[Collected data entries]
══════════════════════════════

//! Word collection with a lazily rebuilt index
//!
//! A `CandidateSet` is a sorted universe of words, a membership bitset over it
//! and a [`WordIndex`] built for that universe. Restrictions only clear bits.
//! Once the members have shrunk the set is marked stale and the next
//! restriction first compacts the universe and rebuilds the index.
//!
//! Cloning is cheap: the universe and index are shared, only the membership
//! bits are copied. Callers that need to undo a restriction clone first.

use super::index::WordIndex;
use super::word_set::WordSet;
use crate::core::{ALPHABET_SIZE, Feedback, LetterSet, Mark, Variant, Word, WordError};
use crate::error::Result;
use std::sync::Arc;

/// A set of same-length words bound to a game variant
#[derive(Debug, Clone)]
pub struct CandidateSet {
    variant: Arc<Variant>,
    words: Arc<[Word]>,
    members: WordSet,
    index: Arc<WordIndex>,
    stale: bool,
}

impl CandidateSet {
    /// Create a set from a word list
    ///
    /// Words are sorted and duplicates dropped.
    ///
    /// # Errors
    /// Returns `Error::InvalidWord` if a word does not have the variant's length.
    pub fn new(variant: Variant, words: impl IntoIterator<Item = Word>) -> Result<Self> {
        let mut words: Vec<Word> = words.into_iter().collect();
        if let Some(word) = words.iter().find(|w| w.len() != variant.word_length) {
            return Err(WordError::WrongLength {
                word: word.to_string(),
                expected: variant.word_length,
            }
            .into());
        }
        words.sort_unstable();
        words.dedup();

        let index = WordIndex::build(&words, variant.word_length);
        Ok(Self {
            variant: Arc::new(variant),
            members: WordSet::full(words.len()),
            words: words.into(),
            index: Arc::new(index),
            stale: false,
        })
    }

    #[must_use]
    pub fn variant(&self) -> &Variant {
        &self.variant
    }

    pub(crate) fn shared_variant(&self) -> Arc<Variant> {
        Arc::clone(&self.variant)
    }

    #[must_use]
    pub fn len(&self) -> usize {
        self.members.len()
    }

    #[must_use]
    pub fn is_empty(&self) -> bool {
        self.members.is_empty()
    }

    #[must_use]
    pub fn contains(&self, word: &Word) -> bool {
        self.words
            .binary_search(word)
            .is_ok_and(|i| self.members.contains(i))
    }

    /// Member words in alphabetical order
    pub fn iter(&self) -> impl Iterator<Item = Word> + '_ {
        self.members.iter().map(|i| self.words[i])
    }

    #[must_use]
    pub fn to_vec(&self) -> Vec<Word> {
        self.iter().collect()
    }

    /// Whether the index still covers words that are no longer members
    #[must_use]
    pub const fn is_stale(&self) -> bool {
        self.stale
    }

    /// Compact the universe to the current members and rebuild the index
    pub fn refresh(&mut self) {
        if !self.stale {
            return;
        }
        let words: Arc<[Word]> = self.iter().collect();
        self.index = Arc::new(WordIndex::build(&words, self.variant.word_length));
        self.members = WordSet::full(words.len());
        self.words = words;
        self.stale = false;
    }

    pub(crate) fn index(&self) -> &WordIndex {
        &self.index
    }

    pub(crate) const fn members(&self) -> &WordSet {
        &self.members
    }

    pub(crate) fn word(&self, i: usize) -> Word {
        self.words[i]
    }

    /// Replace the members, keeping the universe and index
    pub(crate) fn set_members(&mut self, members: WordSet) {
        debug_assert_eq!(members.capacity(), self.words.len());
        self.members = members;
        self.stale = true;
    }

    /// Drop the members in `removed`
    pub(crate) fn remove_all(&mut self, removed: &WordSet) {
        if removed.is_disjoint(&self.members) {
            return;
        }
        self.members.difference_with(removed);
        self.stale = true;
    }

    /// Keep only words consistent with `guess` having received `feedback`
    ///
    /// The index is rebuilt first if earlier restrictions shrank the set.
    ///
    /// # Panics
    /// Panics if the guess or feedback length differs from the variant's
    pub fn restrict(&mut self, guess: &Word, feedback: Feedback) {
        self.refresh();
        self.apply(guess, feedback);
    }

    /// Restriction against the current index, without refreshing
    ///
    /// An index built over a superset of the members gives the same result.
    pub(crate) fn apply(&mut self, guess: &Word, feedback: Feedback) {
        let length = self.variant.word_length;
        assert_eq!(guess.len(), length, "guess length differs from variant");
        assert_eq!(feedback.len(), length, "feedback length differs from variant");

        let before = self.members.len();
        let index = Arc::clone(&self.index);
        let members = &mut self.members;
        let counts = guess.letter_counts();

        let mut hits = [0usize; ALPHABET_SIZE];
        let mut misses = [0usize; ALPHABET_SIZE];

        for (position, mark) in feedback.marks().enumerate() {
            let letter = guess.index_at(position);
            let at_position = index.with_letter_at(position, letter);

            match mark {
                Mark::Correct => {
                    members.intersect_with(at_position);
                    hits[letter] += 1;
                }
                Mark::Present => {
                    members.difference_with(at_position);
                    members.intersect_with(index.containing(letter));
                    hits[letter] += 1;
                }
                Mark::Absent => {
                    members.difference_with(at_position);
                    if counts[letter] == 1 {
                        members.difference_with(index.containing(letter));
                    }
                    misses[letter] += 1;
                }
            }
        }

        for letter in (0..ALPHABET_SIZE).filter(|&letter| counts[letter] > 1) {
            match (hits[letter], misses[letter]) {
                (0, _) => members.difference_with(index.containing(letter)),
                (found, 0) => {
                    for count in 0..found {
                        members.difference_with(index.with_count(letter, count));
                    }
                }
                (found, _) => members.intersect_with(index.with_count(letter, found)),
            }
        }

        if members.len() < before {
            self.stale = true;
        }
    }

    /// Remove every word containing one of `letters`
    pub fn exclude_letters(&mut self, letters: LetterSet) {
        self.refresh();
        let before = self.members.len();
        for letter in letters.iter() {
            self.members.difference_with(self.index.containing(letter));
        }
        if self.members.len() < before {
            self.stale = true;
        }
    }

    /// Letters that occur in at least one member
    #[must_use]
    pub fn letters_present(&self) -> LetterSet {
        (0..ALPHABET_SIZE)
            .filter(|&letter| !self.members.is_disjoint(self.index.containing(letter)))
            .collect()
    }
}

══════════════════════════════

- What the task requires -
Could you restate, word for word, every line from the one containing "for letter in letters.iter()" through the last line of the records above, and nothing more?

- Solution for this task -
        for letter in letters.iter() {
            self.members.difference_with(self.index.containing(letter));
        }
        if self.members.len() < before {
            self.stale = true;
        }
    }

    /// Letters that occur in at least one member
    #[must_use]
    pub fn letters_present(&self) -> LetterSet {
        (0..ALPHABET_SIZE)
            .filter(|&letter| !self.members.is_disjoint(self.index.containing(letter)))
            .collect()
    }
}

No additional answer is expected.